Second, the metal wire drawing process scheme
(1) According to the drawings of the workpiece, analyze the shape characteristics, size, accuracy requirements, raw material size, mechanical properties of the workpiece, and combine the available equipment, batch number and other factors. Good drawing process should ensure less material consumption, fewer processes and less equipment occupation.
(2) Calculation of main process parameters Through the analysis of stamping process, the characteristics and difficulties of the process are found out, and various possible drawing process schemes are put forward according to the actual situation, including the nature, quantity, sequence and combination of the process. Sometimes there may be several feasible technological schemes for the same workpiece. Usually, each scheme has its own advantages and disadvantages, so it is necessary to comprehensively analyze and compare and determine the best scheme.

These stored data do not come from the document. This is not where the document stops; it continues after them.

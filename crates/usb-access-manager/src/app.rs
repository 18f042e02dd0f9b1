mod args;
mod device_registry;

use self::{
  args::{Args, ConfigFormat, LogFormat},
  device_registry::{Change, DeviceRegistry},
};
use crate::{
  catalog::Catalog,
  config::{Config, ConfigError},
  host::Journal,
  signals::Signal,
  udev::{Udev, UdevDeviceError, UdevEvent},
};
use clap::Parser;
use color_eyre::{
  eyre::{eyre, Context},
  Result,
};
use futures::{pin_mut, select, StreamExt};
use peripheral_access::{Collaborators, Device, Peripheral, PeripheralSettingsManager, SettingsFile};
use std::{path::PathBuf, sync::Arc};
use tracing::{event, Level};
use tracing_subscriber::EnvFilter;

enum Action {
  None,
  Restart,
  Scan,
  Shutdown,
}

struct App {
  config_file: PathBuf,
  config_format: ConfigFormat,
  catalog: Arc<Catalog>,
  manager: PeripheralSettingsManager,
  devices: DeviceRegistry,
}

impl App {
  async fn new(args: Args) -> Result<Self> {
    let config = Config::read(&args.config_file, args.config_format.into())
      .await
      .context("reading application catalog")?;
    let catalog = Arc::new(Catalog::new(&config));

    let journal = Arc::new(Journal);
    let collaborators = Collaborators {
      catalog: catalog.clone(),
      dispatcher: journal.clone(),
      chooser: journal.clone(),
      consent: journal,
    };
    let manager = PeripheralSettingsManager::new(SettingsFile::new(args.settings_file), collaborators);

    Ok(App {
      config_file: args.config_file,
      config_format: args.config_format,
      catalog,
      manager,
      devices: DeviceRegistry::new(),
    })
  }

  async fn run(&mut self) -> Result<()> {
    let config_stream = Config::watch(&self.config_file, self.config_format.into())?.fuse();
    pin_mut!(config_stream);

    let signal_stream = Signal::watch()?.fuse();
    pin_mut!(signal_stream);

    let udev_event_stream = Udev::watch().await?.fuse();
    pin_mut!(udev_event_stream);

    let mut action = Action::Scan;
    loop {
      action = match action {
        Action::Shutdown => break,
        Action::Restart => self.restart().await,
        Action::Scan => self.scan(),
        Action::None => select! {
          c = config_stream.next() => self.on_config(c),
          s = signal_stream.next() => self.on_signal(s),
          e = udev_event_stream.next() => self.on_udev(e),
        },
      }?;
    }

    Ok(())
  }

  fn apply(&self, config: Config) {
    for package in self.catalog.update(&config) {
      self.manager.on_package_removed(package.as_str());
    }
  }

  async fn restart(&mut self) -> Result<Action> {
    // a broken catalog keeps the previous one; the reader logs why
    if let Ok(config) = Config::read(&self.config_file, self.config_format.into()).await {
      self.apply(config);
    }

    Ok(Action::None)
  }

  fn scan(&mut self) -> Result<Action> {
    let attached = match self.devices.scan_devices() {
      Ok(attached) => attached,
      Err(e) => {
        event!(
          target: "usb-access-manager",
          Level::ERROR,
          "Failed to read usb devices: {:#?}",
          e
        );
        return Err(e).context("device scan");
      }
    };

    for device in attached {
      self.attach(device);
    }

    Ok(Action::None)
  }

  fn attach(&self, device: Device) {
    let peripheral = Peripheral::from(device);
    let outcome = self.manager.on_attach(&peripheral);
    event!(
      target: "usb-access-manager",
      Level::INFO,
      %peripheral,
      ?outcome,
      devices.len = self.devices.len(),
      "device attached"
    );
  }

  fn detach(&self, device: Device) {
    let peripheral = Peripheral::from(device);
    self.manager.on_detach(&peripheral);
  }

  fn on_config(&mut self, config: Option<Result<Config, ConfigError>>) -> Result<Action> {
    match config {
      None => {
        event!(
          target: "usb-access-manager",
          Level::ERROR,
          "Config watcher closed."
        );

        Err(eyre!("config watcher closed")).context("on_config")
      }

      // already logged, keep serving with the previous catalog
      Some(Err(_)) => Ok(Action::None),

      Some(Ok(c)) => {
        self.apply(c);
        Ok(Action::None)
      }
    }
  }

  fn on_signal(&mut self, signal: Option<Signal>) -> Result<Action> {
    match signal {
      None => {
        event!(
          target: "usb-access-manager",
          Level::ERROR,
          "Signal stream stopped, shutting down.",
        );

        Err(eyre!("signal stream stopped")).context("on_signal")
      }

      Some(Signal::SigHup) => {
        event!(target: "usb-access-manager", Level::INFO, "Received SIGHUP, reloading");
        Ok(Action::Restart)
      }

      Some(Signal::SigUsr1) => {
        event!(target: "usb-access-manager", Level::INFO, "USB settings state:\n{}", self.manager.dump());
        Ok(Action::None)
      }

      Some(s) => {
        event!(
          target: "usb-access-manager",
          Level::INFO,
          "Received signal {}, shutting down.",
          s
        );
        Ok(Action::Shutdown)
      }
    }
  }

  fn on_udev(&mut self, event: Option<Result<UdevEvent, UdevDeviceError>>) -> Result<Action> {
    match event {
      None => {
        event!(
          target: "usb-access-manager",
          Level::ERROR,
          "Udev stream stopped, shutting down.",
        );

        Err(eyre!("udev stream stopped")).context("on_udev")
      }

      Some(Err(e)) => {
        event!(
          target: "usb-access-manager",
          Level::ERROR,
          "Udev stream got an error, shutting down: {:#?}",
          e
        );

        Err(e).context("on_udev")
      }

      Some(Ok(e)) => {
        match self.devices.update(e) {
          Some(Change::Attached { device, replaced }) => {
            if let Some(previous) = replaced {
              self.detach(previous);
            }
            self.attach(device);
          }
          Some(Change::Detached(device)) => self.detach(device),
          None => {}
        }

        Ok(Action::None)
      }
    }
  }
}

pub async fn run() -> Result<()> {
  let args = Args::parse();
  let filter = EnvFilter::from_default_env()
    // Set the base level when not matched by other directives to INFO.
    .add_directive(tracing::Level::INFO.into());

  match args.log_format {
    LogFormat::Pretty => {
      tracing_subscriber::fmt().with_env_filter(filter).init();
    }
    LogFormat::Json => {
      tracing_subscriber::fmt()
        .json()
        .with_env_filter(filter)
        .with_current_span(false)
        .with_span_list(false)
        .init();
    }
  }

  let mut app = App::new(args).await?;
  app.run().await?;

  Ok(())
}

(3) Process parameters refer to the data on which the process plan is made, such as various forming coefficients (drawing coefficient, bulging coefficient, etc.). ), parts development size and various stresses. There are two ways to calculate. Firstly, the process parameters can be accurately calculated, such as the material utilization rate of parts layout and the workpiece area. Second, the process parameters can only be approximately calculated, such as the general bending or deep drawing forming force, the unfolding size of complex parts blank and so on. These process parameters are generally roughly calculated according to empirical formulas or charts, and some of them need to be adjusted through experiments.
(4) Selection of stretching equipment According to the nature of the process to be completed and the stress and energy characteristics of various equipment, the main factors such as the required deformation force and size are comprehensively considered, and the type and tonnage of equipment are reasonably selected in combination with the existing equipment.
Third, the selection method of stretching oil products
(1) Because silicon steel sheet is a relatively easy-to-stretch material, low-viscosity stamping oil will be selected on the premise of preventing scratches, so as to facilitate the cleaning of finished workpieces.
(2) When selecting drawing oil for carbon steel plate, the better viscosity should be determined according to the process difficulty and degreasing conditions.
(3) Due to chemical reaction with chlorine additives, attention should be paid to the problem of white rust in chlorine drawing oil when selecting drawing oil for galvanized steel sheet, and the problem of rust can be avoided by using sulfur drawing oil.
(4) Stainless steel is easy to harden, so drawing oil with high oil film strength and good sintering resistance is needed. Generally, drawing oil containing sulfur and chlorine compound additives is used to ensure extreme pressure performance and avoid burr and fracture of the workpiece.